El Gobierno nacional reglamentó este domingo un nuevo capítulo de la Ley de Inocencia Fiscal y definió modificaciones clave en el régimen de multas automáticas, con el objetivo de reducir el impacto de las sanciones sobre las pequeñas y medianas empresas (pymes).
La medida fue oficializada mediante el decreto 93/2026, publicado en el Boletín Oficial, y responde a la fuerte preocupación que había generado la actualización de hasta un 100.000% en el monto de las multas tributarias. A partir de la reglamentación, se establecen procedimientos diferenciados que excluyen a las pymes de la automatización directa en la emisión de sanciones.
Según lo dispuesto, las intimaciones automáticas ya no se enviarán de forma generalizada. En el caso de las pymes y de los contribuyentes considerados no relevantes para la recaudación nacional, se aplicará un análisis individual. En lugar de multas inmediatas, se enviarán avisos o recordatorios para que puedan regularizar su situación antes de la apertura de un sumario.
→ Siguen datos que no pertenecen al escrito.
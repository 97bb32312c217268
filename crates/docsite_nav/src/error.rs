//! Error types for navigation configuration.

use std::path::PathBuf;

use thiserror::Error;

#[derive(Error, Debug)]
pub enum NavError {
    /// Structurally valid TOML that breaks a navigation rule
    #[error("invalid navigation config: {0}")]
    InvalidConfig(String),

    #[error("failed to parse navigation config: {0}")]
    Parse(#[from] toml::de::Error),

    #[error("failed to read {path}: {source}")]
    Read {
        path: PathBuf,
        #[source]
        source: std::io::Error,
    },
}

pub type Result<T> = std::result::Result<T, NavError>;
Además, las pequeñas y medianas empresas quedarán exentas de sanciones si presentan sus declaraciones juradas y abonan los tributos en tiempo y forma, o si adhieren a planes de facilidades de pago. También se otorgará un plazo para corregir errores formales: si la rectificación se realiza antes de que la autoridad fiscal detecte la inconsistencia, no se considerará una discrepancia significativa.
Desde la Agencia de Recaudación y Control Aduanero (ARCA) señalaron que el nuevo esquema busca incentivar la regularización voluntaria y evitar que la modernización del sistema de control derive en consecuencias desproporcionadas para los actores económicos de menor tamaño.
La normativa se enmarca en la estrategia oficial de fortalecer la fiscalización sin afectar la continuidad de las pymes, preservar el empleo y sostener la actividad productiva, al tiempo que se mantiene la capacidad del Estado para recaudar y controlar con criterios de razonabilidad.